C(t) = x(t) + a1 x(t-t1) + a2 x(t-t2) + a3 x(t-t3) + ......an x(t-tn) (1)
Where c(t) is composite signal , x(t) is original signal a1, a2, a3, an. are
attenuations suffered by sound from corresponding paths and t1, t2, t3, t4.tn
are underlying delays. Since today in almost all cases digital technology prevails so
the representation of a sound wave is carried out by sampling and quantizing the
electric voltage signals at twice the nyquist rate and hence the composite signal
without AEC would be
C(k) = x(k) + a1x(k-k1) + a2 x(k-k2) + a3 x(k-k3) +. an X(k-kn) + n(k) (2)
Where additional term n(k) is the noise due to digitization of analog voltage
signal.
Room Impulse Response and its Estimation
When a human being speaks in front of a microphone in an open atmosphere
having no nearby objects practically no problem of echo is observed because sound
traveling in open atmosphere wont get reflected. But in case of a closed room (fig.

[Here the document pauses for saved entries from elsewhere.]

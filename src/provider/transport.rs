use std::{fmt, time::Duration};

use async_trait::async_trait;
use reqwest::{header::CONTENT_TYPE, Client, Method};
use serde_json::Value;

use crate::{configuration::Config, error::Error};

#[derive(Debug, Clone, Copy, PartialEq, Eq, Default)]
pub enum HttpMethod {
    #[default]
    GET,
    POST,
    PUT,
    DELETE,
}

impl fmt::Display for HttpMethod {
    fn fmt(&self, f: &mut fmt::Formatter) -> fmt::Result {
        match self {
            HttpMethod::GET => write!(f, "GET"),
            HttpMethod::POST => write!(f, "POST"),
            HttpMethod::PUT => write!(f, "PUT"),
            HttpMethod::DELETE => write!(f, "DELETE"),
        }
    }
}

impl From<HttpMethod> for Method {
    fn from(value: HttpMethod) -> Self {
        match value {
            HttpMethod::GET => Method::GET,
            HttpMethod::POST => Method::POST,
            HttpMethod::PUT => Method::PUT,
            HttpMethod::DELETE => Method::DELETE,
        }
    }
}

/// A fully resolved request as handed to the transport.
#[derive(Debug, Clone, PartialEq)]
pub struct HttpRequest {
    pub method: HttpMethod,
    pub url: String,
    pub body: Option<Value>,
}

/// Sends JSON requests and returns the parsed JSON body.
#[async_trait]
pub trait Transport: fmt::Debug + Send + Sync {
    async fn send(&self, request: HttpRequest) -> Result<Value, Error>;
}

#[derive(Debug)]
pub struct ReqwestTransport {
    http: Client,
}

impl ReqwestTransport {
    pub fn new(config: &Config) -> Result<ReqwestTransport, Error> {
        let http = match Client::builder()
            .timeout(Duration::from_secs(config.timeout))
            .cookie_store(true)
            .build()
        {
            Ok(c) => c,
            Err(e) => {
                return Err(Error::ReqwestError(e));
            },
        };

        Ok(ReqwestTransport { http })
    }
}

#[async_trait]
impl Transport for ReqwestTransport {
    async fn send(&self, request: HttpRequest) -> Result<Value, Error> {
        let mut builder = self
            .http
            .request(request.method.into(), &request.url)
            .header(CONTENT_TYPE, "application/json");

        if request.method != HttpMethod::GET {
            if let Some(body) = &request.body {
                builder = builder.body(body.to_string());
            }
        }

        let json = builder.send().await?.json::<Value>().await?;
        Ok(json)
    }
}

2.1) microphone receives multiple signal including direct one. It may be assumed
that there exist a system whose input is a original speech signal at NET and output
is the signal received by microphone.

If a person produces acoustic impulse in front of microphone microphone wont
receive that impulse directly it would rather receive the signal coming from
different paths having reflected off different surfaces. So the signal sensed by
microphone would be as that of shown in fig. 2.2 where a series of time delayed
impulse would come in the picture.
Noise Gate as a NLP
Noise gate is used as a NLP, which is a type of dynamic processor. Noise gates
belong to the category of expanders. As the name suggests, it boost up the dynamic
range of a signal so that low-level signals are attenuated significantly while the
higher-level signals are neither attenuated nor amplified. The noise gate expansion
can be taken to the extreme where it will greatly attenuate the input or eliminate it
completely leaving only silence. While expanders are immensely difficult to use
effectively, noise gates are a very simple and effective way of reducing the
apparent noise level in audio signals. The noise gate provides a method of turning
down the gain of an audio signal when the signal value falls below some threshold
value. The threshold value needs to be large enough that only the background noise
goes below but not so high that the audio signals are cut off unnecessarily. Noise
gates are too often used to extricate noise or hiss that may otherwise be amplified.